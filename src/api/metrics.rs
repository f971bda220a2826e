//! Prometheus metrics endpoint and HTTP request tracking middleware.
//!
//! This module provides:
//! - A `/metrics` endpoint that returns Prometheus-formatted metrics
//! - Middleware for tracking HTTP request counts and durations
//! - Helper functions the services call to count business events

use axum::{
    body::Body,
    extract::{MatchedPath, State},
    http::{Request, StatusCode},
    middleware::Next,
    response::{IntoResponse, Response},
};
use metrics::{counter, describe_counter, describe_histogram, histogram};
use metrics_exporter_prometheus::{BuildError, PrometheusBuilder, PrometheusHandle};
use std::sync::Arc;
use std::time::Instant;

use crate::AppState;

// Metric names as constants for consistency
pub const HTTP_REQUESTS_TOTAL: &str = "http_requests_total";
pub const HTTP_REQUEST_DURATION_SECONDS: &str = "http_request_duration_seconds";
pub const PVZ_CREATED_TOTAL: &str = "pvz_created_total";
pub const RECEPTIONS_CREATED_TOTAL: &str = "receptions_created_total";
pub const PRODUCTS_ADDED_TOTAL: &str = "products_added_total";

/// Install the Prometheus recorder and return a handle for rendering metrics.
///
/// This should be called once during application startup.
pub fn init_metrics() -> Result<PrometheusHandle, BuildError> {
    let handle = PrometheusBuilder::new().install_recorder()?;

    describe_counter!(
        HTTP_REQUESTS_TOTAL,
        "Total number of HTTP requests received"
    );
    describe_histogram!(
        HTTP_REQUEST_DURATION_SECONDS,
        "HTTP request duration in seconds"
    );
    describe_counter!(PVZ_CREATED_TOTAL, "Total number of pickup points created");
    describe_counter!(RECEPTIONS_CREATED_TOTAL, "Total number of receptions opened");
    describe_counter!(PRODUCTS_ADDED_TOTAL, "Total number of products added");

    Ok(handle)
}

/// GET /metrics - Returns Prometheus-formatted metrics.
///
/// This endpoint is accessible without authentication.
pub async fn metrics_endpoint(State(state): State<Arc<AppState>>) -> impl IntoResponse {
    match state.metrics_handle.as_ref() {
        Some(h) => (StatusCode::OK, h.render()),
        None => (
            StatusCode::NOT_FOUND,
            "Metrics are disabled".to_string(),
        ),
    }
}

/// Middleware to track HTTP request metrics.
///
/// Records:
/// - `http_requests_total` counter with method, path, and status labels
/// - `http_request_duration_seconds` histogram with method and path labels
pub async fn metrics_middleware(request: Request<Body>, next: Next) -> Response {
    let start = Instant::now();

    // Route template keeps label cardinality bounded (/pvz/:pvz_id/...)
    let path = request
        .extensions()
        .get::<MatchedPath>()
        .map(|mp| mp.as_str().to_string())
        .unwrap_or_else(|| request.uri().path().to_string());

    let method = request.method().to_string();

    let response = next.run(request).await;

    let duration = start.elapsed().as_secs_f64();
    let status = response.status().as_u16().to_string();

    counter!(HTTP_REQUESTS_TOTAL, "method" => method.clone(), "path" => path.clone(), "status" => status).increment(1);
    histogram!(HTTP_REQUEST_DURATION_SECONDS, "method" => method, "path" => path).record(duration);

    response
}

pub fn record_pvz_created() {
    counter!(PVZ_CREATED_TOTAL).increment(1);
}

pub fn record_reception_created() {
    counter!(RECEPTIONS_CREATED_TOTAL).increment(1);
}

pub fn record_product_added() {
    counter!(PRODUCTS_ADDED_TOTAL).increment(1);
}
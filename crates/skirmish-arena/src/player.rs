//! Per-participant state and the process-wide player registry.

use std::collections::HashMap;

use skirmish_core::{BlockPos, InventorySnapshot, PlayerId, StatKind, StatSheet};
use tracing::{debug, warn};

use crate::status::PlayerStatus;

/// Everything the engine tracks about one participant.
///
/// Instances are created lazily on first reference through
/// [`PlayerRegistry::get_or_create`] and never destroyed — leaving an arena
/// only [`reset`](ArenaPlayer::reset)s the instance. Statistics survive the
/// reset; the arena binding, class bindings and status do not.
///
/// Invariant: `arena().is_none()` holds exactly when `status() == Null`.
/// `reset` maintains it; the workflow maintains it on the way in.
#[derive(Debug)]
pub struct ArenaPlayer {
    id: PlayerId,
    name: String,
    status: PlayerStatus,
    arena: Option<String>,
    class: Option<String>,
    next_class: Option<String>,
    saved_inventory: Option<InventorySnapshot>,
    statistics: HashMap<String, StatSheet>,
    /// Region-selection markers used by setup tooling.
    selection: [Option<BlockPos>; 2],
}

impl ArenaPlayer {
    fn new(id: PlayerId, name: impl Into<String>) -> Self {
        Self {
            id,
            name: name.into(),
            status: PlayerStatus::Null,
            arena: None,
            class: None,
            next_class: None,
            saved_inventory: None,
            statistics: HashMap::new(),
            selection: [None, None],
        }
    }

    pub fn id(&self) -> PlayerId {
        self.id
    }

    pub fn name(&self) -> &str {
        &self.name
    }

    pub fn status(&self) -> PlayerStatus {
        self.status
    }

    /// Applies a status transition.
    ///
    /// Illegal edges are logged and applied anyway — the callers are the
    /// workflow and goal callbacks, and a goal doing something unusual
    /// (role switching) must not wedge the match over bookkeeping.
    pub fn set_status(&mut self, status: PlayerStatus) {
        if !self.status.may_transition_to(status) {
            warn!(
                player = %self.id,
                from = %self.status,
                to = %status,
                "unusual status transition"
            );
        }
        debug!(player = %self.id, from = %self.status, to = %status, "status");
        self.status = status;
    }

    /// The arena this player currently belongs to, if any.
    pub fn arena(&self) -> Option<&str> {
        self.arena.as_deref()
    }

    pub(crate) fn set_arena(&mut self, arena: Option<String>) {
        self.arena = arena;
    }

    pub fn class(&self) -> Option<&str> {
        self.class.as_deref()
    }

    pub fn set_class(&mut self, class: Option<String>) {
        self.class = class;
    }

    /// The class to switch to on the next (re)spawn.
    pub fn next_class(&self) -> Option<&str> {
        self.next_class.as_deref()
    }

    pub fn set_next_class(&mut self, class: Option<String>) {
        self.next_class = class;
    }

    /// Consumes the pending class binding, if one is set.
    pub fn take_next_class(&mut self) -> Option<String> {
        self.next_class.take()
    }

    pub fn save_inventory(&mut self, snapshot: InventorySnapshot) {
        self.saved_inventory = Some(snapshot);
    }

    pub fn saved_inventory(&self) -> Option<&InventorySnapshot> {
        self.saved_inventory.as_ref()
    }

    /// Takes the saved snapshot for the delayed give-back.
    pub fn take_saved_inventory(&mut self) -> Option<InventorySnapshot> {
        self.saved_inventory.take()
    }

    /// Statistics sheet for one arena, created on first touch.
    pub fn stats_mut(&mut self, arena: &str) -> &mut StatSheet {
        self.statistics.entry(arena.to_string()).or_default()
    }

    pub fn stats_for(&self, arena: &str) -> Option<&StatSheet> {
        self.statistics.get(arena)
    }

    /// Increments a counter in the current arena's sheet.
    /// Returns `false` when the player is in no arena.
    pub fn record(&mut self, kind: StatKind) -> bool {
        let Some(arena) = self.arena.clone() else {
            return false;
        };
        self.stats_mut(&arena).increment(kind);
        true
    }

    /// This player's counter summed over every arena.
    pub fn total_stat(&self, kind: StatKind) -> u64 {
        self.statistics.values().map(|sheet| sheet.get(kind)).sum()
    }

    pub fn set_selection(&mut self, pos: BlockPos, second: bool) {
        self.selection[usize::from(second)] = Some(pos);
    }

    pub fn selection(&self) -> (Option<&BlockPos>, Option<&BlockPos>) {
        (self.selection[0].as_ref(), self.selection[1].as_ref())
    }

    pub fn clear_selection(&mut self) {
        self.selection = [None, None];
    }

    pub fn has_valid_selection(&self) -> bool {
        self.selection[0].is_some() && self.selection[1].is_some()
    }

    /// Clears the arena binding and everything match-scoped.
    ///
    /// Statistics and the saved inventory survive: stats persist across
    /// matches, and the inventory give-back runs on a delayed task that
    /// fires after this reset.
    pub fn reset(&mut self) {
        debug!(player = %self.id, "resetting arena player");
        if self.status != PlayerStatus::Null {
            self.set_status(PlayerStatus::Null);
        }
        self.arena = None;
        self.class = None;
        self.next_class = None;
    }
}

/// Process-wide lookup table mapping stable player identities to the
/// single live [`ArenaPlayer`] instance.
///
/// Entries are created on first reference and kept forever; leaving only
/// resets them. The single-threaded scheduling model is the lock.
#[derive(Debug, Default)]
pub struct PlayerRegistry {
    players: HashMap<PlayerId, ArenaPlayer>,
}

impl PlayerRegistry {
    pub fn new() -> Self {
        Self::default()
    }

    /// Fetches the player, creating the entry on first reference.
    pub fn get_or_create(&mut self, id: PlayerId, name: &str) -> &mut ArenaPlayer {
        self.players
            .entry(id)
            .or_insert_with(|| ArenaPlayer::new(id, name))
    }

    pub fn get(&self, id: PlayerId) -> Option<&ArenaPlayer> {
        self.players.get(&id)
    }

    pub fn get_mut(&mut self, id: PlayerId) -> Option<&mut ArenaPlayer> {
        self.players.get_mut(&id)
    }

    pub fn contains(&self, id: PlayerId) -> bool {
        self.players.contains_key(&id)
    }

    pub fn name_of(&self, id: PlayerId) -> Option<&str> {
        self.players.get(&id).map(ArenaPlayer::name)
    }

    pub fn by_name(&self, name: &str) -> Option<&ArenaPlayer> {
        self.players.values().find(|p| p.name() == name)
    }

    pub fn iter(&self) -> impl Iterator<Item = &ArenaPlayer> {
        self.players.values()
    }

    pub fn len(&self) -> usize {
        self.players.len()
    }

    pub fn is_empty(&self) -> bool {
        self.players.is_empty()
    }
}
● ● ● ● ● ● ●
__What is required__: Filter the records, keeping only lines that contain "false", and show those lines.

__Written response__:
    /// Returns `false` when the player is in no arena.
            return false;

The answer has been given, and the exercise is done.